WHAT IS BEING ASKED:
Write the records out again, exactly.

EXTRACTED MATERIAL:
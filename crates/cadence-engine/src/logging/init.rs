use std::sync::Once;

use log::LevelFilter;

/// Where log records go and how verbose they are.
///
/// Per-frame pacing decisions are logged at `trace` under `cadence_engine::pacing`; the fps
/// report and setup summary at `info`.
#[derive(Debug, Clone)]
pub struct LoggingConfig {
    /// `env_logger` directives, e.g. `"cadence_engine::pacing=trace"`. Wins over `RUST_LOG`.
    pub env_filter: Option<String>,
    /// Level used when neither a filter nor `RUST_LOG` is given.
    pub default_level: LevelFilter,
    pub write_style: env_logger::WriteStyle,
}

impl Default for LoggingConfig {
    fn default() -> Self {
        Self {
            env_filter: None,
            default_level: LevelFilter::Info,
            write_style: env_logger::WriteStyle::Auto,
        }
    }
}

/// GPU stack modules that flood `info` with adapter chatter.
const QUIET_MODULES: [&str; 2] = ["wgpu_core", "wgpu_hal"];

static INIT: Once = Once::new();

/// Picks the directives to parse: the configured filter, else the environment's.
fn directives(config: &LoggingConfig, env: Option<String>) -> Option<String> {
    config.env_filter.clone().or(env).filter(|d| !d.trim().is_empty())
}

/// Installs the `env_logger` backend; only the first call has any effect.
///
/// Timestamps carry microseconds so vblank-scale intervals stay readable.
pub fn init_logging(config: LoggingConfig) {
    INIT.call_once(|| {
        let mut builder = env_logger::Builder::new();
        for module in QUIET_MODULES {
            builder.filter_module(module, LevelFilter::Warn);
        }

        match directives(&config, std::env::var("RUST_LOG").ok()) {
            Some(d) => {
                builder.parse_filters(&d);
            }
            None => {
                builder.filter_level(config.default_level);
            }
        }

        builder
            .write_style(config.write_style)
            .format_timestamp_micros();

        // A test harness may own the logger already.
        if builder.try_init().is_ok() {
            log::debug!("logger installed");
        }
    });
}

TASK SOLUTION:
filename crates/cadence-engine/src/logging/init.rs
use std::sync::Once;

use log::LevelFilter;

/// Where log records go and how verbose they are.
///
/// Per-frame pacing decisions are logged at `trace` under `cadence_engine::pacing`; the fps
/// report and setup summary at `info`.
#[derive(Debug, Clone)]
pub struct LoggingConfig {
    /// `env_logger` directives, e.g. `"cadence_engine::pacing=trace"`. Wins over `RUST_LOG`.
    pub env_filter: Option<String>,
    /// Level used when neither a filter nor `RUST_LOG` is given.
    pub default_level: LevelFilter,
    pub write_style: env_logger::WriteStyle,
}

impl Default for LoggingConfig {
    fn default() -> Self {
        Self {
            env_filter: None,
            default_level: LevelFilter::Info,
            write_style: env_logger::WriteStyle::Auto,
        }
    }
}

/// GPU stack modules that flood `info` with adapter chatter.
const QUIET_MODULES: [&str; 2] = ["wgpu_core", "wgpu_hal"];

static INIT: Once = Once::new();

/// Picks the directives to parse: the configured filter, else the environment's.
fn directives(config: &LoggingConfig, env: Option<String>) -> Option<String> {
    config.env_filter.clone().or(env).filter(|d| !d.trim().is_empty())
}

/// Installs the `env_logger` backend; only the first call has any effect.
///
/// Timestamps carry microseconds so vblank-scale intervals stay readable.
pub fn init_logging(config: LoggingConfig) {
    INIT.call_once(|| {
        let mut builder = env_logger::Builder::new();
        for module in QUIET_MODULES {
            builder.filter_module(module, LevelFilter::Warn);
        }

        match directives(&config, std::env::var("RUST_LOG").ok()) {
            Some(d) => {
                builder.parse_filters(&d);
            }
            None => {
                builder.filter_level(config.default_level);
            }
        }

        builder
            .write_style(config.write_style)
            .format_timestamp_micros();

        // A test harness may own the logger already.
        if builder.try_init().is_ok() {
            log::debug!("logger installed");
        }
    });
}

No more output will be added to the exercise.